Smoking flower also seems to be a way of the past as consumer demands for extracts continues to grow.

FinancialBuzz.com reports, “Consumers within the cannabis market are now demanding more potent and cleaner alternatives to smoking the plant.”

A BDS Analytics and ArcView Market Research report from 2018 projected that retail sales of cannabis concentrates are expected to reach $8.5 billion by 2022.

Part of their popularity is being driven by the kind of high consumers can get from vaping THC-rich oils, which is stronger than from smoking traditional flower. Non-psychoactive CBD concentrates, on the other hand, are prized for their medicinal benefits.

Chefs across North America are experimenting advantage of this trend as well by experimenting w with cannabis cuisine. Bob Marley’s daughter, Cedella Marley, for example, published, her recipe for cannabutter, butter infused with cannabis.

KultureHub writes that cannabis cuisine has evolved from simple pot brownies to quality culinary delights crafted by chefs at the top of their game.

A recent survey by The National Restaurant Association found that nearly 77% of chefs believed cannabis cuisine to be the top trend of 2019 for the food industry.
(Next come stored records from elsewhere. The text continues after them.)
pub mod interface;
pub mod stub_agent;
pub mod user_proxy;

pub use interface::CliInterface;
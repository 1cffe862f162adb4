pub mod client;
pub mod context;
pub mod parse;
pub mod prompts;
pub mod protocol;
pub mod validate;

pub use client::{Completion, CompletionStream, LlmClient, OpenAiCompatibleClient};
pub use protocol::LlmProtocol;
use std::sync::Arc;

use anyhow::Result;
use magentic_orchestrator::llm::client::{LlmClient, OpenAiCompatibleClient};
use magentic_orchestrator::{CliInterface, OrchestratorConfig};

#[tokio::main]
async fn main() -> Result<()> {
    dotenv::dotenv().ok();
    tracing_subscriber::fmt::init();

    if std::env::var("DASHSCOPE_API_KEY").is_err() && std::env::var("OPENAI_API_KEY").is_err() {
        eprintln!("Error: set DASHSCOPE_API_KEY (or OPENAI_API_KEY) before running.");
        eprintln!("DashScope keys are available from: https://dashscope.console.aliyun.com/");
        std::process::exit(1);
    }

    let config = match std::env::var("ORCHESTRATOR_CONFIG_PATH") {
        Ok(path) => {
            let yaml = std::fs::read_to_string(&path)?;
            OrchestratorConfig::from_yaml_str(&yaml)?
        }
        Err(_) => OrchestratorConfig::default(),
    };

    let client: Arc<dyn LlmClient> = Arc::new(OpenAiCompatibleClient::from_env(false)?);
    let mut interface = CliInterface::new(config, client)?;
    interface.run().await
}
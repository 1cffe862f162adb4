use serde_json::Value;
use thiserror::Error;

/// Structural JSON validation run before attempting to deserialize into a
/// typed `Plan`/`ProgressLedger`/`ConditionCheck`, mirroring the teacher's
/// `agents/plan_agent/validation.rs` `validate_plan_json` — checking shape
/// first gives a much more actionable retry prompt than a raw serde error.
#[derive(Debug, Error, PartialEq, Eq)]
pub enum ProtocolValidationError {
    #[error("response is not a JSON object")]
    NotAnObject,
    #[error("missing required field '{0}'")]
    MissingField(&'static str),
    #[error("field '{0}' has the wrong type")]
    WrongType(&'static str),
    #[error("step {index} is missing required field '{field}'")]
    StepMissingField { index: usize, field: &'static str },
    #[error("sentinel step {index} is missing required field '{field}'")]
    SentinelStepMissingField { index: usize, field: &'static str },
    #[error("sentinel step {index} has a non-positive sleep_duration")]
    SentinelNonPositiveSleep { index: usize },
}

type VResult = Result<(), ProtocolValidationError>;

fn require_field<'a>(obj: &'a serde_json::Map<String, Value>, field: &'static str) -> Result<&'a Value, ProtocolValidationError> {
    obj.get(field).ok_or(ProtocolValidationError::MissingField(field))
}

pub fn validate_plan_json(value: &Value, sentinel_enabled: bool) -> VResult {
    let obj = value.as_object().ok_or(ProtocolValidationError::NotAnObject)?;

    for field in ["task", "steps", "needs_plan", "response", "plan_summary"] {
        require_field(obj, field)?;
    }
    if !obj["needs_plan"].is_boolean() {
        return Err(ProtocolValidationError::WrongType("needs_plan"));
    }
    let steps = obj["steps"].as_array().ok_or(ProtocolValidationError::WrongType("steps"))?;

    for (index, step) in steps.iter().enumerate() {
        validate_plan_step_json(step, index, sentinel_enabled)?;
    }
    Ok(())
}

fn validate_plan_step_json(step: &Value, index: usize, sentinel_enabled: bool) -> VResult {
    let obj = step.as_object().ok_or(ProtocolValidationError::NotAnObject)?;
    for field in ["title", "details", "agent_name"] {
        if !obj.get(field).is_some_and(Value::is_string) {
            return Err(ProtocolValidationError::StepMissingField { index, field });
        }
    }

    let is_sentinel = sentinel_enabled
        && obj.get("step_type").and_then(Value::as_str) == Some("SentinelPlanStep");
    if is_sentinel {
        if !obj.contains_key("condition") {
            return Err(ProtocolValidationError::SentinelStepMissingField { index, field: "condition" });
        }
        let sleep = obj.get("sleep_duration").ok_or(ProtocolValidationError::SentinelStepMissingField {
            index,
            field: "sleep_duration",
        })?;
        let positive = sleep.as_u64().map(|v| v > 0).unwrap_or(false);
        if !positive {
            return Err(ProtocolValidationError::SentinelNonPositiveSleep { index });
        }
    }
    Ok(())
}

pub fn validate_ledger_json(value: &Value) -> VResult {
    let obj = value.as_object().ok_or(ProtocolValidationError::NotAnObject)?;
    for field in ["is_current_step_complete", "need_to_replan", "instruction_or_question", "progress_summary"] {
        require_field(obj, field)?;
    }
    for field in ["is_current_step_complete", "need_to_replan"] {
        let inner = obj[field].as_object().ok_or(ProtocolValidationError::WrongType(field))?;
        if !inner.get("answer").is_some_and(Value::is_boolean) {
            return Err(ProtocolValidationError::WrongType(field));
        }
        if !inner.get("reason").is_some_and(Value::is_string) {
            return Err(ProtocolValidationError::WrongType(field));
        }
    }
    let instruction = obj["instruction_or_question"].as_object().ok_or(ProtocolValidationError::WrongType("instruction_or_question"))?;
    if !instruction.get("answer").is_some_and(Value::is_string) {
        return Err(ProtocolValidationError::WrongType("instruction_or_question.answer"));
    }
    if !instruction.get("agent_name").is_some_and(Value::is_string) {
        return Err(ProtocolValidationError::WrongType("instruction_or_question.agent_name"));
    }
    Ok(())
}

/// Per `_sentinel_prompts_zh.py`'s `validate_sentinel_condition_check_json`
/// (ported semantics): `condition_met: bool`, non-empty `reason`, a
/// positive `sleep_duration`, non-empty `sleep_duration_reason`.
pub fn validate_condition_check_json(value: &Value) -> VResult {
    let obj = value.as_object().ok_or(ProtocolValidationError::NotAnObject)?;
    if !obj.get("condition_met").is_some_and(Value::is_boolean) {
        return Err(ProtocolValidationError::MissingField("condition_met"));
    }
    if !obj.get("reason").and_then(Value::as_str).is_some_and(|s| !s.trim().is_empty()) {
        return Err(ProtocolValidationError::MissingField("reason"));
    }
    let sleep = obj.get("sleep_duration").and_then(Value::as_u64);
    if !sleep.is_some_and(|v| v > 0) {
        return Err(ProtocolValidationError::MissingField("sleep_duration"));
    }
    if !obj.get("sleep_duration_reason").and_then(Value::as_str).is_some_and(|s| !s.trim().is_empty()) {
        return Err(ProtocolValidationError::MissingField("sleep_duration_reason"));
    }
    Ok(())
}
use std::collections::HashMap;

use serde::{Deserialize, Serialize};

use crate::task::MediaRef;

/// Token usage reported by an LLM call, attached to transcript entries that
/// came from one.
#[derive(Debug, Clone, Copy, Default, Serialize, Deserialize)]
pub struct RequestUsage {
    pub prompt_tokens: u32,
    pub completion_tokens: u32,
}

/// Content carried by a chat message: plain text, or text mixed with media.
/// A uniform projection to text is provided for LLM clients without a
/// vision capability.
#[derive(Debug, Clone, Serialize, Deserialize)]
pub enum ChatContent {
    Text(String),
    Multimodal { text: String, media: Vec<MediaRef> },
}

impl ChatContent {
    /// Renders this content as plain text, substituting `placeholder` for
    /// any media part. Used when the downstream LLM lacks vision (§6.2).
    pub fn to_model_text(&self, placeholder: &str) -> String {
        match self {
            ChatContent::Text(text) => text.clone(),
            ChatContent::Multimodal { text, media } => {
                if media.is_empty() {
                    text.clone()
                } else {
                    format!("{text}\n{}", placeholder.repeat(media.len()))
                }
            }
        }
    }
}

/// One entry of the session transcript (§3 "Transcript message"). `seq` is
/// assigned by the message bus at publish time and is strictly increasing
/// within a session.
#[derive(Debug, Clone, Serialize, Deserialize)]
pub struct ChatMessage {
    pub seq: u64,
    pub source: String,
    pub content: ChatContent,
    pub kind: ChatMessageKind,
    pub usage: Option<RequestUsage>,
    pub metadata: HashMap<String, String>,
}

/// The tagged variant distinguishing the transcript entry kinds named in
/// §3: ordinary text, multimodal, the orchestrator's internal reasoning,
/// a streamed partial chunk, and an agent's terminal response.
#[derive(Debug, Clone, Copy, PartialEq, Eq, Serialize, Deserialize)]
pub enum ChatMessageKind {
    Text,
    Multimodal,
    Thought,
    StreamingChunk,
    AgentResponse,
}

impl ChatMessage {
    pub fn text(seq: u64, source: impl Into<String>, content: impl Into<String>) -> Self {
        Self {
            seq,
            source: source.into(),
            content: ChatContent::Text(content.into()),
            kind: ChatMessageKind::Text,
            usage: None,
            metadata: HashMap::new(),
        }
    }

    pub fn with_kind(mut self, kind: ChatMessageKind) -> Self {
        self.kind = kind;
        self
    }

    pub fn with_usage(mut self, usage: RequestUsage) -> Self {
        self.usage = Some(usage);
        self
    }

    pub fn to_text(&self) -> String {
        self.content.to_model_text("[image]")
    }
}

/// The role-tagged message shape fed to the LLM client (§6.2), kept
/// separate from `ChatMessage` so protocol prompts can be assembled
/// without dragging transcript bookkeeping (`seq`, `kind`) along.
#[derive(Debug, Clone, Serialize, Deserialize)]
pub enum LlmMessage {
    System { content: String },
    User { content: String, media: Vec<MediaRef> },
    Assistant { content: String },
}

impl LlmMessage {
    pub fn system(content: impl Into<String>) -> Self {
        LlmMessage::System { content: content.into() }
    }

    pub fn user(content: impl Into<String>) -> Self {
        LlmMessage::User { content: content.into(), media: Vec::new() }
    }

    pub fn assistant(content: impl Into<String>) -> Self {
        LlmMessage::Assistant { content: content.into() }
    }

    /// Strips media from a vision-less context, per §6.2.
    pub fn strip_vision(&self) -> LlmMessage {
        match self {
            LlmMessage::User { content, .. } => LlmMessage::User { content: content.clone(), media: Vec::new() },
            other => other.clone(),
        }
    }
}

#[cfg(test)]
mod tests {
    use super::*;

    #[test]
    fn multimodal_text_projection_appends_placeholder() {
        let content = ChatContent::Multimodal {
            text: "see attached".into(),
            media: vec![MediaRef::Image { bytes: vec![1, 2, 3], mime: "image/png".into() }],
        };
        assert_eq!(content.to_model_text("[image]"), "see attached\n[image]");
    }

    #[test]
    fn text_projection_is_identity() {
        let content = ChatContent::Text("hello".into());
        assert_eq!(content.to_model_text("[image]"), "hello");
    }
}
Cannabis/CBD-infused drinks and cannabis/CBD-infused food ranked first and second, respectively.

The Alcohol and Tobacco Tax and Trade Bureau (TTB), a U.S. Treasury Department bureau in charge of regulating and taxing the sale of alcohol, tobacco, and firearms, said in April that it was updating its guidance on the inclusion of “hemp” ingredients in alcoholic beverages.

The TTB, which regulates alcoholic beverage formulation, collaborates with the Food and Drug Administration to determine beverage safety.
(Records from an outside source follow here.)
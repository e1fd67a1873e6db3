use crate::error::EvalError;
use crate::eval_ctx::EvalCtx;
use crate::types::{Arity, OperatorDefinition};
use crate::util;
use crate::value::EvalValue;
use serde_json::Value;
use std::sync::Arc;

fn if_eval(expr: &[Value], ctx: &mut EvalCtx<'_>) -> Result<EvalValue, EvalError> {
    let condition = crate::evaluate(&expr[1], ctx)?;
    if condition.truth() {
        crate::evaluate(&expr[2], ctx)
    } else {
        crate::evaluate(&expr[3], ctx)
    }
}

fn throw_eval(expr: &[Value], ctx: &mut EvalCtx<'_>) -> Result<EvalValue, EvalError> {
    let val = crate::evaluate(&expr[1], ctx)?;
    Err(EvalError::Thrown(util::str_val(&val)))
}

pub fn operators() -> Vec<Arc<OperatorDefinition>> {
    vec![
        Arc::new(OperatorDefinition { name: "?", aliases: &["if"], arity: Arity::Fixed(3), eval_fn: if_eval }),
        Arc::new(OperatorDefinition { name: "throw", aliases: &[], arity: Arity::Fixed(1), eval_fn: throw_eval }),
    ]
}
//! Helpers shared by the operators.

use crate::error::EvalError;
use crate::value::EvalValue;

/// Splits `name/pointer` into the variable name and a JSON Pointer suffix.
pub fn parse_var(name: &str) -> (&str, &str) {
    match name.find('/') {
        None => (name, ""),
        Some(idx) => (&name[..idx], &name[idx..]),
    }
}

/// Parses a JSON Pointer (RFC 6901) into unescaped steps.
pub fn parse_pointer(pointer: &str) -> Vec<String> {
    if pointer.is_empty() {
        return Vec::new();
    }
    pointer[1..]
        .split('/')
        .map(|step| step.replace("~1", "/").replace("~0", "~"))
        .collect()
}

/// Converts a value to the text `cat` and `throw` use.
pub fn str_val(value: &EvalValue) -> String {
    match value {
        EvalValue::String(s) => s.clone(),
        other => repr(other),
    }
}

/// Source-like rendering of a value.
pub fn repr(value: &EvalValue) -> String {
    match value {
        EvalValue::None => "None".to_string(),
        EvalValue::Bool(true) => "True".to_string(),
        EvalValue::Bool(false) => "False".to_string(),
        EvalValue::Int(i) => i.to_string(),
        EvalValue::Float(f) => format!("{f:?}"),
        EvalValue::String(s) => format!("{s:?}"),
        EvalValue::List(items) => {
            let parts: Vec<String> = items.iter().map(repr).collect();
            format!("[{}]", parts.join(", "))
        }
        EvalValue::Dict(map) => {
            let parts: Vec<String> = map.iter().map(|(k, v)| format!("{k:?}: {}", repr(v))).collect();
            format!("{{{}}}", parts.join(", "))
        }
        EvalValue::Callable(c) => format!("<{} {}>", c.type_name(), c.name()),
    }
}

pub fn unsupported(op: &str, a: &EvalValue, b: &EvalValue) -> EvalError {
    EvalError::TypeError(format!(
        "unsupported operand type(s) for {}: '{}' and '{}'",
        op,
        a.type_name(),
        b.type_name()
    ))
}

pub fn expect_dict(
    op: &str,
    value: EvalValue,
) -> Result<indexmap::IndexMap<String, EvalValue>, EvalError> {
    match value {
        EvalValue::Dict(map) => Ok(map),
        other => Err(EvalError::TypeError(format!(
            "\"{}\" operator expects a dict, got '{}'",
            op,
            other.type_name()
        ))),
    }
}

pub fn expect_string(op: &str, value: EvalValue) -> Result<String, EvalError> {
    match value {
        EvalValue::String(s) => Ok(s),
        other => Err(EvalError::TypeError(format!(
            "\"{}\" operator expects a string, got '{}'",
            op,
            other.type_name()
        ))),
    }
}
“TTB will not approve any formulas or labels for alcohol beverage products that contain a controlled substance under Federal law, including marijuana,” said the bureau.
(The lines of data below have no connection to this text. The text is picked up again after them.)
use crate::error::EvalError;
use crate::eval_ctx::EvalCtx;
use crate::types::{Arity, OperatorDefinition};
use crate::util;
use crate::value::EvalValue;
use serde_json::Value;
use std::cmp::Ordering;
use std::sync::Arc;

fn order(op: &str, a: &EvalValue, b: &EvalValue) -> Result<Ordering, EvalError> {
    let ordering = match (a, b) {
        (EvalValue::Int(x), EvalValue::Int(y)) => Some(x.cmp(y)),
        (EvalValue::Int(x), EvalValue::Float(y)) => (*x as f64).partial_cmp(y),
        (EvalValue::Float(x), EvalValue::Int(y)) => x.partial_cmp(&(*y as f64)),
        (EvalValue::Float(x), EvalValue::Float(y)) => x.partial_cmp(y),
        (EvalValue::String(x), EvalValue::String(y)) => Some(x.cmp(y)),
        _ => return Err(util::unsupported(op, a, b)),
    };
    Ok(ordering.unwrap_or(Ordering::Equal))
}

fn eq_eval(expr: &[Value], ctx: &mut EvalCtx<'_>) -> Result<EvalValue, EvalError> {
    let left = crate::evaluate(&expr[1], ctx)?;
    let right = crate::evaluate(&expr[2], ctx)?;
    Ok(EvalValue::Bool(left == right))
}

fn ne_eval(expr: &[Value], ctx: &mut EvalCtx<'_>) -> Result<EvalValue, EvalError> {
    let left = crate::evaluate(&expr[1], ctx)?;
    let right = crate::evaluate(&expr[2], ctx)?;
    Ok(EvalValue::Bool(left != right))
}

fn lt_eval(expr: &[Value], ctx: &mut EvalCtx<'_>) -> Result<EvalValue, EvalError> {
    let left = crate::evaluate(&expr[1], ctx)?;
    let right = crate::evaluate(&expr[2], ctx)?;
    Ok(EvalValue::Bool(order("<", &left, &right)? == Ordering::Less))
}

fn gt_eval(expr: &[Value], ctx: &mut EvalCtx<'_>) -> Result<EvalValue, EvalError> {
    let left = crate::evaluate(&expr[1], ctx)?;
    let right = crate::evaluate(&expr[2], ctx)?;
    Ok(EvalValue::Bool(order(">", &left, &right)? == Ordering::Greater))
}

pub fn operators() -> Vec<Arc<OperatorDefinition>> {
    vec![
        Arc::new(OperatorDefinition { name: "==", aliases: &["eq"], arity: Arity::Fixed(2), eval_fn: eq_eval }),
        Arc::new(OperatorDefinition { name: "!=", aliases: &["ne"], arity: Arity::Fixed(2), eval_fn: ne_eval }),
        Arc::new(OperatorDefinition { name: "<", aliases: &["lt"], arity: Arity::Fixed(2), eval_fn: lt_eval }),
        Arc::new(OperatorDefinition { name: ">", aliases: &["gt"], arity: Arity::Fixed(2), eval_fn: gt_eval }),
    ]
}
The FDCA, or Food, Drug & Cosmetic Act, was first passed in 1938 to regulate food, drug, medical device, and cosmetics.

CBD has yet to receive the FDA’s stamp of approval, writes Canna Law Blog, making CBD beverages technically unsafe under current law.

Recreational pot now legal in Illinois

At the end of June, Illinois Governor JB Pritzker made marijuana news history and signed into law a bill ending the prohibition on recreational cannabis use for state residents. The bill also expunges the criminal records of nearly 800,000 non-violent offenders convicted of illegal marijuana possession and provides a pathway for them to obtain business licenses.

In a column for Forbes, Ben Curren, CEO, and founder of Green Bits, called the legislation “the gold standard” for the cannabis industry.

Not all localities, however, are on board with the change. Under the new state law, municipalities can pass local ordinances to create “restricted cannabis zones” for the precincts within their jurisdiction. Local governments have already started moving in that direction.

The board of trustees of the Village of Morton, for example, unanimously voted to ban cannabis businesses on July 1. The new ordinance, which takes effect at the beginning of 2020, does not affect CBD oil sales.

According to WCBU.org, Morton residents 21 and older can still legally possess up to 30 grams for recreational use.

Village Attorney Pat McGrath said the new ban reflects “what the community’s sensibilities were on this issue.”

Federal

Former U.S. attorney and cannabis executive Barry Grissom has recently entered the political fray as a candidate for U.S. Senate representing Kansas. Grissom’s candidacy, however, isn’t the only crossover between the federal government and the cannabis industry.

Former Republican Speaker of the House of Representatives John Boehner – once opposed to legalization – has since done an about-face, joining the board of marijuana investment firm Acreage Holdings in 2018 and heading up the marijuana industry trade group, National Cannabis Roundtable, as its founder and chairman.

Boehner, in a tweet, said that his thinking on cannabis “has evolved,” stating that de-scheduling marijuana was needed to enable medical research that could veterans and “reverse the opioid epidemic ravaging our communities.”